The reporter in both cases was – incredibly – Jesse Katz. Saying one thing in 1994 and then saying the opposite two years later is not putting something “under a microscope.” It’s not “overkill.” It is, quite simply, lying, and quoting his half-assed, misleading mea culpa without reference to his infamous reversal is in the same neighborhood.

In fact, the most damning thing said about the media’s assault on Webb in Devereaux’s piece comes from a 17-year-old article Peter Kornbluh wrote for the Columbia Journalism Review:

“[the L.A. Times] stumbled into some of the same problems of hyperbole, selectivity, and credibility that it was attempting to expose” while ignoring declassified evidence (also neglected by the New York Times and the Washington Post) that lent credibility to Webb’s thesis. “Clearly, there was room to advance the contra/drug/CIA story rather than simply denounce it,” Kornbluh wrote.


In other words, some of Webb’s zealous detractors were as bad as Webb! But one really can’t say this enough: there was nothing seriously wrong with Webb’s reporting. His series wasn’t perfect — no journalism is — but it was no more imperfect than any other investigative work. In fact, it’s considerably better, and by pioneering the posting of source documents online, Webb was arguably more ethical than his peers, in that he enabled readers to review the evidence for themselves in a way others had not.

Nonetheless Devereux states flatly, without argument, that “there’s no question that ‘Dark Alliance’ included flaws, which the CIA was able to exploit” implying, inanely, that with a bit more diligence, Webb might have somehow prevented or mitigated a baseless campaign manufactured out of whole cloth. As if the entire problem wasn’t that he had told his readers — most troublingly, his black readers — something people in high places felt they shouldn’t know. But having insulated himself and his readers from Webb’s near-complete rehabilitation, Devereaux trots out disparaging, unsubstantiated declarations about Webb’s journalism from three of the four people he quotes in the piece. It’s like it’s 1996 all over again, and indeed, only one of the three is speaking in the present.

First up is the CIA’s Nicholas Dujmovic, who speaks by way of “Managing a Nightmare: CIA Public Affairs and the Drug Conspiracy Story”, a recently released six-page article he wrote for CIA’s in-house journal, Studies in Intelligence. “Nightmare” is a highly biased chronological account of how the media reception to “Dark Alliance” moved progressively more in favor of the CIA and against Webb, and of the role the CIA’s Public Affairs department played in that transition.

Devereaux says this document provides “fresh context to the ‘Dark Alliance’ saga” but, in fact, it imparts little that’s surprising or new to anyone familiar with the history, apart from a uniquely dishonest and skewed perspective. “Nightmare” frames the unprecedented campaign to discredit Webb as a quest for “more balanced reporting”, animated by the “journalistic profession’s…will and ability to hold its own members to certain standards.”

If Deveraux finds anything suspect in the CIA’s release of this undated, unredacted document only weeks away from the release of a film about Webb, he keeps it to himself, and this generosity pervades his face-value assessment of the document overall.

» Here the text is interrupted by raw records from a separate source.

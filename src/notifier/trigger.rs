use tokio::sync::mpsc;

/// External events that make the notifier act.
#[derive(Debug, Clone, PartialEq, Eq)]
pub enum Trigger {
    /// A push notification arrived; `id` identifies it to the backend when known.
    Push { id: Option<i64> },
    /// Periodic liveness poll.
    Poll,
    /// The user, or the indicator's dismiss byte, acknowledged the active message.
    Ack,
    /// The push substrate issued a new device token.
    DeviceToken(String),
    Shutdown,
}

/// Cloneable sender side of the notifier's trigger queue.
#[derive(Clone, Debug)]
pub struct TriggerHandle {
    tx: mpsc::UnboundedSender<Trigger>,
}

impl TriggerHandle {
    pub(crate) fn new(tx: mpsc::UnboundedSender<Trigger>) -> Self {
        Self { tx }
    }

    /// Queue a trigger. Returns `false` once the notifier loop has stopped.
    pub fn send(&self, trigger: Trigger) -> bool {
        self.tx.send(trigger).is_ok()
    }

    pub fn push(&self, id: Option<i64>) -> bool {
        self.send(Trigger::Push { id })
    }

    pub fn poll(&self) -> bool {
        self.send(Trigger::Poll)
    }

    pub fn ack(&self) -> bool {
        self.send(Trigger::Ack)
    }

    pub fn device_token(&self, token: impl Into<String>) -> bool {
        self.send(Trigger::DeviceToken(token.into()))
    }

    pub fn shutdown(&self) -> bool {
        self.send(Trigger::Shutdown)
    }
}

He reports that Dujmovic “pointed out that much of what was reported in ‘Dark Alliance’ was not new”, which is undoubtedly a reference to this passage:

…CIA media spokesmen would remind reporters that this series represented no real news, in that similar charges were made in the 1980s and were investigated by the Congress and were found to be without substance.


The assertion here, that the Contra-cocaine charges had been disproved in the 1980s is, as Devereaux knows, undeniably false, which makes this passage interesting and newsworthy because one, it discloses to the knowledgable reader that the CIA was spreading a lie via its media contacts and two, it continues to propagate the lie to any readers of Dujmovic’s article, allegedly intended for internal consumption. But Devereaux remarks upon this passage only to resuscitate the “no news” plank from the original media campaign, neglecting to notice its multi-layered mendacity and the questions it raises about the document’s intended audience.

Devereaux quotes The Agency man at much greater length on Webb’s failings as a reporter:

Dujmovic complained that Webb’s series “appeared with no warning,” remarking that, for all his journalistic credentials, “he apparently could not come up with a widely available and well-known telephone number for CIA Public Affairs.” This was probably because Webb “was uninterested in anything the Agency might have to say that would diminish the impact of his series,” he wrote.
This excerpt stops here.